On the key milestone, managing director and CEO Abdulla Kalban said: “The export of EGA’s industrial technology to Alba was historic for our company and for the UAE. I congratulate all the EGA’s technologists who have worked to develop our technology over the years, and the team that was deployed to help implement it in Bahrain.”

“We are proud that our technology is performing even better than we promised during the commercial negotiations,” he stated.

Alba’s acting CEO Ali Al Baqali said: “We selected EGA’s smelting technology because it was the best in the world for our Potline 6. We are also pleased that the performance of EGA’s technology has exceeded our expectations.”

In the performance test at Alba, EGA’s technology operated at 465kA. Specific energy consumption was 12.87 kilowatt hours per kilogramme of aluminium produced, explained Al Baqali.

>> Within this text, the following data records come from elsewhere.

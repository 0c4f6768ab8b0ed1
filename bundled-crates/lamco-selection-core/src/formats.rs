//! Selection format identifiers and ranking.
//!
//! The set of formats is closed: a handful of text representations plus the
//! protocol housekeeping targets. Transports map them to their own handles
//! (X11 atoms, Wayland mime strings) through a [`FormatRegistry`] built once
//! at startup.

use std::collections::HashMap;
use std::fmt;
use std::hash::Hash;

// =============================================================================
// Wire names
// =============================================================================

/// Envelope with register type and encoding
pub const VIMENC_TEXT: &str = "_VIMENC_TEXT";

/// Legacy envelope: register type byte and text
pub const VIM_TEXT: &str = "_VIM_TEXT";

/// UTF-8 text, mime form
pub const PLAIN_UTF8: &str = "text/plain;charset=utf-8";

/// UTF-8 text, ICCCM form
pub const UTF8_STRING: &str = "UTF8_STRING";

/// Plain text of unspecified charset (treated as UTF-8)
pub const PLAIN: &str = "text/plain";

/// ISO-2022 compound text
pub const COMPOUND_TEXT: &str = "COMPOUND_TEXT";

/// ISO-8859-1 text
pub const STRING: &str = "STRING";

/// Text in the owner's choice of encoding
pub const TEXT: &str = "TEXT";

// =============================================================================
// Format
// =============================================================================

/// A selection target
#[derive(Debug, Clone, Copy, PartialEq, Eq, Hash, PartialOrd, Ord)]
pub enum Format {
    /// `_VIMENC_TEXT`
    VimEnc,
    /// `_VIM_TEXT`
    VimText,
    /// `text/plain;charset=utf-8`
    PlainUtf8,
    /// `UTF8_STRING`
    Utf8String,
    /// `text/plain`
    Plain,
    /// `COMPOUND_TEXT`
    CompoundText,
    /// `STRING`
    String,
    /// `TEXT`
    Text,
    /// Capability query: list of supported targets
    Targets,
    /// Delete the selection after reading
    Delete,
    /// Compound request carrying (target, property) pairs
    Multiple,
    /// Clipboard manager handover
    SaveTargets,
    /// Time ownership was acquired
    Timestamp,
}

impl Format {
    /// Text formats, best to worst
    pub const TEXT_FORMATS: [Format; 8] = [
        Format::VimEnc,
        Format::VimText,
        Format::PlainUtf8,
        Format::Utf8String,
        Format::Plain,
        Format::CompoundText,
        Format::String,
        Format::Text,
    ];

    /// Every target answered to a capability query, in answer order
    pub const ADVERTISED: [Format; 13] = [
        Format::Targets,
        Format::Delete,
        Format::Multiple,
        Format::SaveTargets,
        Format::Timestamp,
        Format::VimEnc,
        Format::VimText,
        Format::PlainUtf8,
        Format::Utf8String,
        Format::Plain,
        Format::CompoundText,
        Format::String,
        Format::Text,
    ];

    /// Wire name
    pub fn name(self) -> &'static str {
        match self {
            Self::VimEnc => VIMENC_TEXT,
            Self::VimText => VIM_TEXT,
            Self::PlainUtf8 => PLAIN_UTF8,
            Self::Utf8String => UTF8_STRING,
            Self::Plain => PLAIN,
            Self::CompoundText => COMPOUND_TEXT,
            Self::String => STRING,
            Self::Text => TEXT,
            Self::Targets => "TARGETS",
            Self::Delete => "DELETE",
            Self::Multiple => "MULTIPLE",
            Self::SaveTargets => "SAVE_TARGETS",
            Self::Timestamp => "TIMESTAMP",
        }
    }

    /// Look up a format by wire name
    ///
    /// The mime charset parameter is matched case-insensitively, so
    /// `text/plain;charset=UTF-8` is recognised too.
    pub fn from_name(name: &str) -> Option<Self> {
        if name.eq_ignore_ascii_case(PLAIN_UTF8) {
            return Some(Self::PlainUtf8);
        }
        Self::ADVERTISED.into_iter().find(|f| f.name() == name)
    }

    /// True for formats that carry text
    pub fn is_text(self) -> bool {
        self.preference().is_some()
    }

    /// Position in the preference list, 0 is best
    pub fn preference(self) -> Option<usize> {
        Self::TEXT_FORMATS.iter().position(|&f| f == self)
    }

    /// True for the UTF-8 passthrough formats
    pub fn is_utf8_text(self) -> bool {
        matches!(self, Self::PlainUtf8 | Self::Utf8String | Self::Plain)
    }
}

impl fmt::Display for Format {
    fn fmt(&self, f: &mut fmt::Formatter<'_>) -> fmt::Result {
        f.write_str(self.name())
    }
}

/// Pick the best text format present in `candidates`
///
/// The result depends only on the set of candidates, never on their order.
pub fn rank(candidates: &[Format]) -> Option<Format> {
    candidates
        .iter()
        .filter_map(|&f| f.preference().map(|p| (p, f)))
        .min_by_key(|&(p, _)| p)
        .map(|(_, f)| f)
}

// =============================================================================
// Format Registry
// =============================================================================

/// Bidirectional mapping between formats and transport handles
///
/// Built once at startup; immutable afterwards.
#[derive(Debug, Clone)]
pub struct FormatRegistry<Id> {
    to_id: HashMap<Format, Id>,
    to_format: HashMap<Id, Format>,
}

impl<Id: Copy + Eq + Hash> FormatRegistry<Id> {
    /// Resolve every advertised format through `intern`
    ///
    /// `intern` receives all names at once so transports can batch the
    /// round trips.
    pub fn intern_all<E, F>(intern: F) -> Result<Self, E>
    where
        F: FnOnce(&[&'static str]) -> Result<Vec<Id>, E>,
    {
        let names: Vec<&'static str> = Format::ADVERTISED.iter().map(|f| f.name()).collect();
        let ids = intern(&names)?;
        Ok(Self::from_pairs(Format::ADVERTISED.into_iter().zip(ids)))
    }

    /// Build from explicit pairs
    pub fn from_pairs(pairs: impl IntoIterator<Item = (Format, Id)>) -> Self {
        let mut to_id = HashMap::new();
        let mut to_format = HashMap::new();
        for (format, id) in pairs {
            to_id.insert(format, id);
            to_format.insert(id, format);
        }
        Self { to_id, to_format }
    }

    /// Transport handle of a format
    pub fn id(&self, format: Format) -> Option<Id> {
        self.to_id.get(&format).copied()
    }

    /// Format behind a transport handle
    pub fn format(&self, id: Id) -> Option<Format> {
        self.to_format.get(&id).copied()
    }

    /// Map handles to known formats, dropping unknown ones
    pub fn formats(&self, ids: &[Id]) -> Vec<Format> {
        ids.iter().filter_map(|&id| self.format(id)).collect()
    }

    /// Best text format among transport handles
    pub fn rank_ids(&self, ids: &[Id]) -> Option<Format> {
        rank(&self.formats(ids))
    }
}

#[cfg(test)]
mod tests {
    use super::*;

    #[test]
    fn test_rank_prefers_utf8_over_legacy() {
        assert_eq!(rank(&[Format::String, Format::Utf8String]), Some(Format::Utf8String));
        assert_eq!(rank(&[Format::Utf8String, Format::String]), Some(Format::Utf8String));
    }

    #[test]
    fn test_rank_full_order() {
        let mut candidates: Vec<Format> = Format::TEXT_FORMATS.to_vec();
        for expected in Format::TEXT_FORMATS {
            assert_eq!(rank(&candidates), Some(expected));
            candidates.retain(|&f| f != expected);
        }
        assert_eq!(rank(&candidates), None);
    }

    #[test]
    fn test_rank_ignores_housekeeping() {
        assert_eq!(rank(&[Format::Targets, Format::Multiple, Format::Timestamp]), None);
        assert_eq!(rank(&[Format::Targets, Format::Text]), Some(Format::Text));
    }

    #[test]
    fn test_names() {
        for format in Format::ADVERTISED {
            assert_eq!(Format::from_name(format.name()), Some(format));
        }
        assert_eq!(Format::from_name("text/plain;charset=UTF-8"), Some(Format::PlainUtf8));
        assert_eq!(Format::from_name("image/png"), None);
    }

    #[test]
    fn test_registry() {
        let registry: FormatRegistry<u32> =
            FormatRegistry::intern_all::<(), _>(|names| Ok((100..100 + names.len() as u32).collect())).unwrap();
        assert_eq!(registry.id(Format::Targets), Some(100));
        assert_eq!(registry.format(105), Some(Format::VimEnc));
        assert_eq!(registry.rank_ids(&[999, 112, 108]), Some(Format::Utf8String));
        assert_eq!(registry.formats(&[999, 100]), vec![Format::Targets]);
    }
}
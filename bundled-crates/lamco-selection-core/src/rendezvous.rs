//! Bounded rendezvous between the event side and a waiting caller.
//!
//! A waiter arms the rendezvous with a ticket, asks the peer for something
//! and waits. The event side publishes the answer under the same ticket.
//! Publishes carrying any other ticket are dropped, so a late reply to an
//! abandoned request can never satisfy a newer one.

use std::time::{Duration, Instant};

use parking_lot::{Condvar, Mutex};

/// Ticket value that never matches an armed rendezvous
pub const NO_TICKET: u32 = 0;

#[derive(Debug)]
struct State<T> {
    ticket: u32,
    value: Option<T>,
}

/// Value slot with `publish` / bounded `wait`
#[derive(Debug)]
pub struct Rendezvous<T> {
    state: Mutex<State<T>>,
    ready: Condvar,
}

impl<T> Default for Rendezvous<T> {
    fn default() -> Self {
        Self::new()
    }
}

impl<T> Rendezvous<T> {
    /// Create a disarmed rendezvous
    pub fn new() -> Self {
        Self {
            state: Mutex::new(State {
                ticket: NO_TICKET,
                value: None,
            }),
            ready: Condvar::new(),
        }
    }

    /// Expect a value under `ticket`, discarding anything pending
    pub fn arm(&self, ticket: u32) {
        let mut state = self.state.lock();
        state.ticket = ticket;
        state.value = None;
    }

    /// Stop accepting values
    pub fn disarm(&self) {
        self.arm(NO_TICKET);
    }

    /// Ticket currently armed, [`NO_TICKET`] when idle
    pub fn ticket(&self) -> u32 {
        self.state.lock().ticket
    }

    /// Hand a value to the waiter armed with `ticket`
    ///
    /// Returns false when the ticket does not match. A newer publish under
    /// the same ticket replaces a value nobody has taken yet.
    pub fn publish(&self, ticket: u32, value: T) -> bool {
        let mut state = self.state.lock();
        if ticket == NO_TICKET || state.ticket != ticket {
            return false;
        }
        state.value = Some(value);
        self.ready.notify_all();
        true
    }

    /// Take the value for `ticket` if it has arrived
    pub fn try_take(&self, ticket: u32) -> Option<T> {
        let mut state = self.state.lock();
        if state.ticket != ticket {
            return None;
        }
        state.value.take()
    }

    /// Wait up to `timeout` for the value published under `ticket`
    pub fn wait(&self, ticket: u32, timeout: Duration) -> Option<T> {
        let deadline = Instant::now() + timeout;
        let mut state = self.state.lock();
        loop {
            if state.ticket != ticket {
                return None;
            }
            if let Some(value) = state.value.take() {
                return Some(value);
            }
            if self.ready.wait_until(&mut state, deadline).timed_out() {
                return if state.ticket == ticket { state.value.take() } else { None };
            }
        }
    }
}

#[cfg(test)]
mod tests {
    use super::*;
    use std::sync::Arc;
    use std::thread;

    #[test]
    fn test_publish_then_wait() {
        let rv = Rendezvous::new();
        rv.arm(7);
        assert!(rv.publish(7, "reply"));
        assert_eq!(rv.wait(7, Duration::from_millis(10)), Some("reply"));
        assert_eq!(rv.try_take(7), None);
    }

    #[test]
    fn test_stale_ticket_dropped() {
        let rv = Rendezvous::new();
        rv.arm(2);
        assert!(!rv.publish(1, "old"));
        assert!(!rv.publish(NO_TICKET, "none"));
        assert_eq!(rv.try_take(2), None);
    }

    #[test]
    fn test_rearm_discards_pending() {
        let rv = Rendezvous::new();
        rv.arm(3);
        rv.publish(3, 1);
        rv.arm(3);
        assert_eq!(rv.try_take(3), None);
    }

    #[test]
    fn test_wait_times_out() {
        let rv: Rendezvous<u8> = Rendezvous::new();
        rv.arm(5);
        let start = Instant::now();
        assert_eq!(rv.wait(5, Duration::from_millis(50)), None);
        let elapsed = start.elapsed();
        assert!(elapsed >= Duration::from_millis(50));
        assert!(elapsed < Duration::from_secs(2));
    }

    #[test]
    fn test_cross_thread_wakeup() {
        let rv = Arc::new(Rendezvous::new());
        rv.arm(9);
        let publisher = {
            let rv = Arc::clone(&rv);
            thread::spawn(move || {
                thread::sleep(Duration::from_millis(20));
                rv.publish(9, vec![1u8, 2, 3])
            })
        };
        assert_eq!(rv.wait(9, Duration::from_secs(5)), Some(vec![1, 2, 3]));
        assert!(publisher.join().unwrap());
    }

    #[test]
    fn test_disarm_wakes_nothing() {
        let rv = Rendezvous::new();
        rv.arm(4);
        rv.disarm();
        assert!(!rv.publish(4, ()));
        assert_eq!(rv.ticket(), NO_TICKET);
    }
}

As part of the technology licensing agreement with Alba, EGA provided experts from its Technology Development and Transfer team and from Operations during the construction of Potline 6. Some 20 EGA technologists participated in the project in total, he added.

EGA also hosted 21 staff from the production and maintenance departments in Alba at its sites in the UAE for hands-on training using EGA’s technology.

The Emirati aluminium giant has developed its own aluminium smelting technology in the UAE for more than 25 years. It has used its own technology for every smelter expansion since the 1990s, and has retrofitted all its older production lines.

Meanwhile, EGA announced that Al Taweelah alumina refinery in Abu Dhabi has produced one million tonnes of alumina since operations began in April.

Al Taweelah alumina refinery is now expected to reach sustained production at its nameplate capacity during the first half of 2020.

The refinery is expected to produce some two million tonnes of alumina per year once full ramp-up is achieved, enough to meet 40 per cent of EGA’s alumina needs. Alumina refineries convert bauxite ore into alumina, the feedstock for aluminium smelters.

Kalban said: “We are pleased with the progress so far at Al Taweelah alumina refinery and we are on track to deliver a world-class ramp-up.”

“Our preparations to operate Al Taweelah alumina refinery safely and efficiently began when the project was still on the drawing board. These plans are being effectively put into action by our operations team of global industry veterans and UAE Nationals specially trained for their roles in this new industrial activity for our country,” he stated.

EGA had invested some $3.3 billion to build Al Taweelah alumina refinery with the construction taking 72 million hours of work, equivalent to one person working for over 25,000 years, he added.

The new plant contains some 9,500 instruments, 222 tanks, enough piping to stretch from Abu Dhabi to Muscat, and cabling that would reach from Abu Dhabi to Cairo. It covers an area equivalent to 200 football fields, and contains enough steel to build seven Eiffel Towers.